Nsereko to take theatre to the internet

Godfrey Nsereko wears many hats; from being a local content creator, writer, to cinematographer and actor. PHOTO / GABRIEL BUULE

What you need to know:

  • When Covid-19 happened, I got time to think bigger which prompted me to take to the stage unlike before when I was a director, cinematographer and writer. I took to digital theatre utilising online platforms such as YouTube and other social media which have perhaps paid off.

Upclose. Godfrey Nsereko is a popular local content creator, cinematographer and runs Theatre Focus Uganda, an online theatre platform. The proprietor of Abieva Photography, Nsereko is an actor, commonly known for his role Nakanwaagi on online family theatre where he acts as Taata Angel, writes Gabriel Buule.

The entertainment sector in Uganda seems to be heavily affected by Covid-19. How are you coping?

For theatres, the situation was not even better before lockdown. The lockdown only meant that the doors to theatres and other venues had to be slammed shut. Performance revenue was foiled but creativity never stopped.

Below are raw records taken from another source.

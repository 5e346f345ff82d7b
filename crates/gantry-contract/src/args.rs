// Copyright (c) 2024-2026 Martin Schröder <info@swedishembedded.com>
//
// SPDX-License-Identifier: MIT
use std::fmt;
use std::sync::Arc;

use gantry_config::ProfilerConfig;

use crate::{InstrumentationHandle, ServiceTypeRegistry};

/// A single module source reference: an archive path, URL, or registry key
/// such as `"builtin:heartbeat"` or `"lib/collector-agent"`.
#[derive(Debug, Clone, PartialEq, Eq, Hash)]
pub struct ModuleLocation(String);

impl ModuleLocation {
    pub fn new(location: impl Into<String>) -> Self {
        Self(location.into())
    }

    pub fn as_str(&self) -> &str {
        &self.0
    }
}

impl fmt::Display for ModuleLocation {
    fn fmt(&self, f: &mut fmt::Formatter<'_>) -> fmt::Result {
        f.write_str(&self.0)
    }
}

impl From<&str> for ModuleLocation {
    fn from(s: &str) -> Self {
        Self::new(s)
    }
}

/// The fixed, ordered construction tuple every entry-type constructor
/// receives — the stable contract that substitutes for static linkage.
///
/// Field order mirrors the `boot(...)` parameter order exactly; both sides
/// agree on this shape statically through this crate.
pub struct BootArgs {
    /// Opaque agent argument string, forwarded verbatim from configuration.
    pub agent_args: String,
    /// Instrumentation capability supplied by the host runtime.
    pub instrumentation: InstrumentationHandle,
    /// Parsed profiler configuration; opaque to the bootstrap core.
    pub profiler_config: Arc<ProfilerConfig>,
    /// Auxiliary plugin archive locations enumerated by the host.
    pub plugin_locations: Vec<ModuleLocation>,
    /// Service-type registry populated by the host before boot.
    pub service_types: Arc<ServiceTypeRegistry>,
}

// ─── Unit tests ──────────────────────────────────────────────────────────────
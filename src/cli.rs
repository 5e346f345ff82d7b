// Copyright (c) 2024-2026 Martin Schröder <info@swedishembedded.com>
//
// SPDX-License-Identifier: MIT
use std::path::PathBuf;

use clap::{Parser, Subcommand};

#[derive(Parser, Debug)]
#[command(
    name = "gantry",
    about = "Boots an isolated agent module into this host process",
    version,
    long_about = None,
)]
pub struct Cli {
    #[command(subcommand)]
    pub command: Option<Commands>,

    /// Explicit config file (highest-priority layer)
    #[arg(long, short = 'c')]
    pub config: Option<PathBuf>,

    /// Increase log verbosity (-v: debug, -vv: trace)
    #[arg(long, short = 'v', action = clap::ArgAction::Count)]
    pub verbose: u8,

    /// Module locations to load the agent from, in search order.
    /// Overrides [agent].modules from the config when given.
    #[arg(long = "module", value_name = "LOCATION")]
    pub modules: Vec<String>,

    /// Fully-qualified entry type to instantiate.
    /// Overrides [agent].entry_point from the config when given.
    #[arg(long, value_name = "NAME")]
    pub entry_point: Option<String>,

    /// Agent argument string, forwarded verbatim to the constructor.
    /// Overrides [agent].args from the config when given.
    #[arg(long, value_name = "ARGS")]
    pub agent_args: Option<String>,
}

#[derive(Subcommand, Debug)]
pub enum Commands {
    /// Print the merged configuration and exit
    ShowConfig,
}
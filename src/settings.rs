//! Game settings and preferences
//!
//! Persisted in LocalStorage on the web. Native builds read and write an
//! optional JSON file named by `RECT_RUNNER_SETTINGS`.

use serde::{Deserialize, Serialize};

use crate::error::GameError;
use crate::input::KeyBindings;
use crate::tuning::Tuning;

/// Game settings/preferences
#[derive(Debug, Clone, Default, PartialEq, Serialize, Deserialize)]
#[serde(default)]
pub struct Settings {
    /// Key codes for start/jump/squat
    pub bindings: KeyBindings,
    /// Difficulty and physics constants
    pub tuning: Tuning,
    /// Fixed RNG seed; a time-based seed is used when absent
    pub seed: Option<u64>,
}

impl Settings {
    /// LocalStorage key (used only in wasm32)
    #[allow(dead_code)]
    const STORAGE_KEY: &'static str = "rect_runner_settings";

    /// Environment variable naming the native settings file
    pub const PATH_ENV: &'static str = "RECT_RUNNER_SETTINGS";

    /// Parse and validate settings JSON
    pub fn from_json(json: &str) -> Result<Self, GameError> {
        let settings: Self = serde_json::from_str(json)?;
        settings.tuning.validate()?;
        Ok(settings)
    }

    pub fn to_json(&self) -> Result<String, GameError> {
        Ok(serde_json::to_string_pretty(self)?)
    }

    /// Load settings from LocalStorage (WASM only)
    #[cfg(target_arch = "wasm32")]
    pub fn load() -> Self {
        let storage = web_sys::window()
            .and_then(|w| w.local_storage().ok())
            .flatten();

        if let Some(storage) = storage {
            if let Ok(Some(json)) = storage.get_item(Self::STORAGE_KEY) {
                match Self::from_json(&json) {
                    Ok(settings) => {
                        log::info!("Loaded settings from LocalStorage");
                        return settings;
                    }
                    Err(e) => log::warn!("Ignoring stored settings: {e}"),
                }
            }
        }

        log::info!("Using default settings");
        Self::default()
    }

    /// Save settings to LocalStorage (WASM only)
    #[cfg(target_arch = "wasm32")]
    pub fn save(&self) {
        let storage = web_sys::window()
            .and_then(|w| w.local_storage().ok())
            .flatten();

        if let Some(storage) = storage {
            if let Ok(json) = serde_json::to_string(self) {
                let _ = storage.set_item(Self::STORAGE_KEY, &json);
                log::info!("Settings saved");
            }
        }
    }

    /// Load settings from the file named by `RECT_RUNNER_SETTINGS`, if any
    #[cfg(not(target_arch = "wasm32"))]
    pub fn load() -> Self {
        let Some(path) = std::env::var_os(Self::PATH_ENV) else {
            log::info!("Using default settings");
            return Self::default();
        };

        match Self::load_file(std::path::Path::new(&path)) {
            Ok(settings) => {
                log::info!("Loaded settings from {}", path.to_string_lossy());
                settings
            }
            Err(e) => {
                log::warn!("Ignoring settings file {}: {e}", path.to_string_lossy());
                Self::default()
            }
        }
    }

    #[cfg(not(target_arch = "wasm32"))]
    pub fn load_file(path: &std::path::Path) -> Result<Self, GameError> {
        let json = std::fs::read_to_string(path)?;
        Self::from_json(&json)
    }

    /// Write settings back to the file named by `RECT_RUNNER_SETTINGS`, if any
    #[cfg(not(target_arch = "wasm32"))]
    pub fn save(&self) {
        let Some(path) = std::env::var_os(Self::PATH_ENV) else {
            return;
        };

        match self.save_file(std::path::Path::new(&path)) {
            Ok(()) => log::info!("Settings saved to {}", path.to_string_lossy()),
            Err(e) => log::warn!("Could not save settings to {}: {e}", path.to_string_lossy()),
        }
    }

    #[cfg(not(target_arch = "wasm32"))]
    pub fn save_file(&self, path: &std::path::Path) -> Result<(), GameError> {
        std::fs::write(path, self.to_json()?)?;
        Ok(())
    }
}
//! Game state and core simulation types

use std::collections::VecDeque;

use rand::SeedableRng;
use rand_pcg::Pcg32;
use serde::Serialize;

use super::entity::{Obstacle, Player};
use crate::tuning::Tuning;

/// Current phase of gameplay
#[derive(Debug, Clone, Copy, PartialEq, Eq, Serialize)]
pub enum GamePhase {
    /// Waiting for the start input (initial, and after a collision)
    Idle,
    /// Active run
    Running,
}

/// Play field dimensions
#[derive(Debug, Clone, Copy, PartialEq, Serialize)]
pub struct Field {
    pub width: f32,
    pub height: f32,
}

/// Complete simulation state
#[derive(Debug, Clone, Serialize)]
pub struct GameState {
    /// Run seed for reproducibility
    pub seed: u64,
    pub phase: GamePhase,
    pub field: Field,
    pub tuning: Tuning,
    pub player: Player,
    /// Live obstacles in spawn order
    pub obstacles: VecDeque<Obstacle>,
    /// Global scroll speed
    pub speed: f32,
    /// Kept for completeness; nothing scores yet
    pub score: f32,
    /// Ticks until the next spawn
    pub spawn_countdown: f32,
    /// 0 = not jumping, otherwise ticks into the jump arc
    pub jump_timer: u32,
    /// Running ticks since the last reset
    pub time_ticks: u64,
    /// Obstacles spawned since the last reset
    pub spawned: u64,
    #[serde(skip)]
    pub(crate) rng: Pcg32,
}

impl GameState {
    /// Build an idle state. Dimensions are validated by `Game::new`.
    pub fn new(field: Field, player: Player, tuning: Tuning, seed: u64) -> Self {
        Self {
            seed,
            phase: GamePhase::Idle,
            field,
            player,
            obstacles: VecDeque::new(),
            speed: tuning.base_speed,
            score: 0.0,
            spawn_countdown: tuning.initial_spawn_timer,
            jump_timer: 0,
            time_ticks: 0,
            spawned: 0,
            rng: Pcg32::seed_from_u64(seed),
            tuning,
        }
    }

    pub fn is_running(&self) -> bool {
        self.phase == GamePhase::Running
    }

    /// Restore run-level state.
    ///
    /// The player's position, velocity and jump timer carry over.
    pub fn reset(&mut self) {
        self.speed = self.tuning.base_speed;
        self.score = 0.0;
        self.obstacles.clear();
        self.spawn_countdown = self.tuning.initial_spawn_timer;
        self.time_ticks = 0;
        self.spawned = 0;
    }

    /// Countdown to use after a spawn at the current speed, floored
    pub fn next_spawn_countdown(&self) -> f32 {
        let countdown = self.tuning.initial_spawn_timer - self.speed * self.tuning.spawn_speed;
        countdown.max(self.tuning.minimum_spawn_countdown)
    }
}

#[cfg(test)]
mod tests {
    use super::*;
    use crate::sim::Rect;
    use proptest::prelude::*;

    fn state() -> GameState {
        GameState::new(
            Field {
                width: 800.0,
                height: 400.0,
            },
            Player::new(Rect::new(25.0, 0.0, 50.0, 50.0)),
            Tuning::default(),
            7,
        )
    }

    #[test]
    fn test_new_state_is_idle() {
        let state = state();
        assert_eq!(state.phase, GamePhase::Idle);
        assert_eq!(state.speed, 3.0);
        assert_eq!(state.spawn_countdown, 200.0);
        assert!(state.obstacles.is_empty());
    }

    #[test]
    fn test_reset_leaves_player_alone() {
        let mut state = state();
        state.player.rect.pos.y = 123.0;
        state.player.vel_y = -4.0;
        state.speed = 9.0;
        state.spawn_countdown = 12.0;
        state.obstacles.push_back(Obstacle::new(Rect::new(1.0, 1.0, 1.0, 1.0), false));

        state.reset();

        assert_eq!(state.speed, 3.0);
        assert_eq!(state.spawn_countdown, 200.0);
        assert!(state.obstacles.is_empty());
        assert_eq!(state.player.rect.pos.y, 123.0);
        assert_eq!(state.player.vel_y, -4.0);
    }

    #[test]
    fn test_snapshot_serializes_without_rng() {
        let json = serde_json::to_string(&state()).unwrap();
        assert!(json.contains("\"phase\":\"Idle\""));
        assert!(!json.contains("rng"));
    }

    proptest! {
        #[test]
        fn prop_spawn_countdown_never_below_floor(speed in 0.0f32..1.0e6) {
            let mut state = state();
            state.speed = speed;
            prop_assert!(state.next_spawn_countdown() >= 60.0);
        }
    }
}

When Covid-19 happened, I got time to think bigger which prompted me to take to the stage unlike before when I was a director, cinematographer and writer. I took to digital theatre utilising online platforms such as YouTube and other social media which have perhaps paid off.

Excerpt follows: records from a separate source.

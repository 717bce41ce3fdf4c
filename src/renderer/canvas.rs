//! Canvas 2D surface for the browser host

use wasm_bindgen::JsCast;
use web_sys::{CanvasRenderingContext2d, HtmlCanvasElement};

use super::{Color, Surface};
use crate::error::GameError;
use crate::sim::Rect;

pub struct CanvasSurface {
    context: CanvasRenderingContext2d,
}

impl CanvasSurface {
    /// Size the canvas to the play field and grab its 2D context
    pub fn new(canvas: &HtmlCanvasElement, width: f32, height: f32) -> Result<Self, GameError> {
        canvas.set_width(width as u32);
        canvas.set_height(height as u32);

        let context = canvas
            .get_context("2d")
            .map_err(|e| GameError::Platform(format!("get_context failed: {e:?}")))?
            .ok_or_else(|| GameError::Platform("canvas has no 2d context".into()))?
            .dyn_into::<CanvasRenderingContext2d>()
            .map_err(|_| GameError::Platform("2d context has unexpected type".into()))?;

        Ok(Self { context })
    }
}

impl Surface for CanvasSurface {
    fn clear(&mut self, width: f32, height: f32) {
        self.context.clear_rect(0.0, 0.0, width as f64, height as f64);
    }

    fn fill_rect(&mut self, rect: Rect, color: Color) {
        self.context.set_fill_style_str(color.as_css());
        self.context.fill_rect(
            rect.pos.x as f64,
            rect.pos.y as f64,
            rect.size.x as f64,
            rect.size.y as f64,
        );
    }
}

Above all, the lockdown gave us a room to think and create more crafts unlike before when we could rush scripts to tap into a small audience.

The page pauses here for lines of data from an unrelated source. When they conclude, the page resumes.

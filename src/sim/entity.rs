//! Entities: the shared rectangle shape, the player and obstacles

use glam::Vec2;
use serde::{Deserialize, Serialize};

use crate::renderer::{Color, Surface};

/// Axis-aligned rectangle, top-left origin, y grows downward
#[derive(Debug, Clone, Copy, PartialEq, Serialize, Deserialize)]
pub struct Rect {
    pub pos: Vec2,
    pub size: Vec2,
}

impl Rect {
    pub fn new(x: f32, y: f32, width: f32, height: f32) -> Self {
        Self {
            pos: Vec2::new(x, y),
            size: Vec2::new(width, height),
        }
    }

    #[inline]
    pub fn left(&self) -> f32 {
        self.pos.x
    }

    #[inline]
    pub fn right(&self) -> f32 {
        self.pos.x + self.size.x
    }

    #[inline]
    pub fn top(&self) -> f32 {
        self.pos.y
    }

    #[inline]
    pub fn bottom(&self) -> f32 {
        self.pos.y + self.size.y
    }

    /// Strict AABB overlap: rectangles that only share an edge do not overlap
    pub fn overlaps(&self, other: &Rect) -> bool {
        self.left() < other.right()
            && self.right() > other.left()
            && self.top() < other.bottom()
            && self.bottom() > other.top()
    }
}

/// The player-controlled rectangle
#[derive(Debug, Clone, Serialize, Deserialize)]
pub struct Player {
    pub rect: Rect,
    /// Vertical velocity (negative is up)
    pub vel_y: f32,
    /// Standing height, fixed at construction
    pub original_height: f32,
}

impl Player {
    pub fn new(rect: Rect) -> Self {
        Self {
            rect,
            vel_y: 0.0,
            original_height: rect.size.y,
        }
    }

    /// True once the bottom edge reaches (or passes) the ground line
    pub fn is_grounded(&self, ground: f32) -> bool {
        self.rect.bottom() >= ground
    }

    /// Halve height about the top edge; the bottom edge rises
    pub fn squat(&mut self) {
        self.rect.size.y = self.original_height / 2.0;
    }

    pub fn stand(&mut self) {
        self.rect.size.y = self.original_height;
    }

    /// Snap onto the ground and kill vertical motion
    pub fn land(&mut self, ground: f32) {
        self.vel_y = 0.0;
        self.rect.pos.y = ground - self.rect.size.y;
    }

    /// Integrate one tick of vertical motion.
    ///
    /// Position moves by the velocity from the previous tick first; gravity
    /// is added afterwards and only shows up on the next tick.
    pub fn apply_gravity(&mut self, ground: f32, gravity: f32) {
        self.rect.pos.y += self.vel_y;

        if self.is_grounded(ground) {
            self.land(ground);
        } else {
            self.vel_y += gravity;
        }
    }

    pub fn touches(&self, obstacle: &Obstacle) -> bool {
        self.rect.overlaps(&obstacle.rect)
    }

    pub fn draw<S: Surface + ?Sized>(&self, surface: &mut S) {
        surface.fill_rect(self.rect, Color::Red);
    }
}

/// A scrolling obstacle
#[derive(Debug, Clone, Serialize, Deserialize)]
pub struct Obstacle {
    pub rect: Rect,
    /// Horizontal drift; zero until the first move
    pub vel_x: f32,
    /// Raised off the floor
    pub flying: bool,
}

impl Obstacle {
    pub fn new(rect: Rect, flying: bool) -> Self {
        Self {
            rect,
            vel_x: 0.0,
            flying,
        }
    }

    /// Move by the current drift, then match the current global speed
    pub fn advance(&mut self, speed: f32) {
        self.rect.pos.x += self.vel_x;
        self.vel_x = -speed;
    }

    /// Fully past the left edge of the field
    pub fn is_off_screen(&self) -> bool {
        self.rect.right() <= 0.0
    }

    pub fn draw<S: Surface + ?Sized>(&self, surface: &mut S) {
        surface.fill_rect(self.rect, Color::Blue);
    }
}

#[cfg(test)]
mod tests {
    use super::*;
    use crate::renderer::RecordingSurface;
    use proptest::prelude::*;

    #[test]
    fn test_overlap_basic() {
        let a = Rect::new(0.0, 0.0, 10.0, 10.0);
        assert!(a.overlaps(&Rect::new(5.0, 5.0, 10.0, 10.0)));
        assert!(!a.overlaps(&Rect::new(20.0, 0.0, 10.0, 10.0)));
    }

    #[test]
    fn test_edge_adjacent_does_not_overlap() {
        let a = Rect::new(0.0, 0.0, 10.0, 10.0);
        // Shares the right edge
        assert!(!a.overlaps(&Rect::new(10.0, 0.0, 10.0, 10.0)));
        // Shares the bottom edge
        assert!(!a.overlaps(&Rect::new(0.0, 10.0, 10.0, 10.0)));
        // Shares only a corner
        assert!(!a.overlaps(&Rect::new(10.0, 10.0, 10.0, 10.0)));
    }

    #[test]
    fn test_squat_keeps_top_edge() {
        let mut player = Player::new(Rect::new(25.0, 350.0, 50.0, 50.0));
        player.squat();
        assert_eq!(player.rect.top(), 350.0);
        assert_eq!(player.rect.size.y, 25.0);
        assert_eq!(player.rect.bottom(), 375.0);

        player.stand();
        assert_eq!(player.rect.size.y, 50.0);
    }

    #[test]
    fn test_gravity_lags_one_tick() {
        let mut player = Player::new(Rect::new(25.0, 0.0, 50.0, 50.0));

        player.apply_gravity(400.0, 1.0);
        assert_eq!(player.rect.pos.y, 0.0);
        assert_eq!(player.vel_y, 1.0);

        player.apply_gravity(400.0, 1.0);
        assert_eq!(player.rect.pos.y, 1.0);
        assert_eq!(player.vel_y, 2.0);
    }

    #[test]
    fn test_landing_overrides_upward_velocity() {
        // Deep below the floor: even an upward velocity gets zeroed on the snap
        let mut player = Player::new(Rect::new(25.0, 380.0, 50.0, 50.0));
        player.vel_y = -5.0;
        player.apply_gravity(400.0, 1.0);
        assert_eq!(player.vel_y, 0.0);
        assert_eq!(player.rect.bottom(), 400.0);
    }

    #[test]
    fn test_obstacle_first_move_is_still() {
        let mut obstacle = Obstacle::new(Rect::new(750.0, 350.0, 50.0, 50.0), false);
        obstacle.advance(3.0);
        assert_eq!(obstacle.rect.pos.x, 750.0);
        obstacle.advance(4.0);
        assert_eq!(obstacle.rect.pos.x, 747.0);
        obstacle.advance(4.0);
        assert_eq!(obstacle.rect.pos.x, 743.0);
    }

    #[test]
    fn test_draw_colors() {
        let mut surface = RecordingSurface::new();
        Player::new(Rect::new(0.0, 0.0, 1.0, 1.0)).draw(&mut surface);
        Obstacle::new(Rect::new(2.0, 2.0, 1.0, 1.0), false).draw(&mut surface);
        assert_eq!(surface.filled(Color::Red).len(), 1);
        assert_eq!(surface.filled(Color::Blue).len(), 1);
    }

    proptest! {
        #[test]
        fn prop_overlap_is_symmetric(
            ax in -500.0f32..500.0, ay in -500.0f32..500.0,
            aw in 1.0f32..100.0, ah in 1.0f32..100.0,
            bx in -500.0f32..500.0, by in -500.0f32..500.0,
            bw in 1.0f32..100.0, bh in 1.0f32..100.0,
        ) {
            let a = Rect::new(ax, ay, aw, ah);
            let b = Rect::new(bx, by, bw, bh);
            prop_assert_eq!(a.overlaps(&b), b.overlaps(&a));
        }

        #[test]
        fn prop_grounded_player_snaps_to_floor(
            y in 350.0f32..1000.0,
            vel in 0.0f32..50.0,
        ) {
            let ground = 400.0;
            let mut player = Player::new(Rect::new(25.0, y, 50.0, 50.0));
            player.vel_y = vel;
            player.apply_gravity(ground, 1.0);
            prop_assert_eq!(player.vel_y, 0.0);
            prop_assert!((player.rect.bottom() - ground).abs() < 1e-3);
        }
    }
}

Does digital theatre make sense to Uganda’s creative industry?

The future is digital, social media platforms and streaming services are defining the new age of communication and the arts industry.

Most people are busy and they find it hard to attend physical concerts  yet they own smartphones, computers and have access to the internet.

Digital platforms are creating a new wave of audience and numbers are improving as time passes. All that needs to be fixed is piracy and also government must ease access to internet.

Is there any way government can rescue the arts industry?

It is a bad idea that citizens can thrive on begging from government, the best idea is to ask government to provide lasting avenues for people to make their own money.

Firstly, the government should deal with Internet connection speed, penetration, and the bandwidth  and data prices so that Ugandans can be able to access streaming services such as YouTube at good speed. Also , they should ensure affordable prices to pave way for digital consumption of the arts.

Secondly, the copyright issue that is yet to be addressed. Most creatives toil to create content but fall victim to piracy by some members of the public and sometimes mainstream media outlets.

Lastly, there is need for a fully funded arts ministry. This is an avenue artistes can go to acquire  grants and loans  to fund projects and also buy proper equipment. I mean, we need quality work if we are to earn from this industry and we can only do that if we have a supportive ministry.

Besides going digital, what else can be done?

Individual artistes need to support one another  rather than trading malice and unhealthy competition. Also, the media must support local content for the arts industry to progress.

Why theatre not any other art genre?

People are talented differently. It is theatre and film that define my craft. However, theatre is a mother to many arts genres that include music, comedy, and film.

Is it a paying venture anyway?

Yes, when you look at it as business. However, like any other business, the output is defined by the investment.

Artists have been benefiting from government during the lockdown, how much did you get?

Absolutely nothing!

Your first job was...?

Selling avocado around Nnamugoona in Kampala. We had an Avocado tree in our compound so instead of eating it, I saw it as a source of income.

What was your first salary?

Shs2000.

Who inspired your career?

My wife! Somehow, she always pushed and encouraged me to be in front of the camera. My crews from Theatre Focus Uganda and some of the big men that I have met in the arts industry.

What do you like about your job?

Making people smile. It feels good when I see the audience likening it to anti-stress tablets.

As a child, when did you first watch TV?

When I was a toddler.

When did you first watch a theatre play?

I was in Senior Two at old Kampala Secondary School and I got an opportunity to watch Bakayimbira Dramactors who were performing at Pride Theatre in Old Kampala.

What makes you unique?

I am me!  Scripts come from my head and my daily life is a script. So I do not copy or translate other people’s work. Give me a character and I will deliver to perfection. Wake me up any time, any day and I will be the best.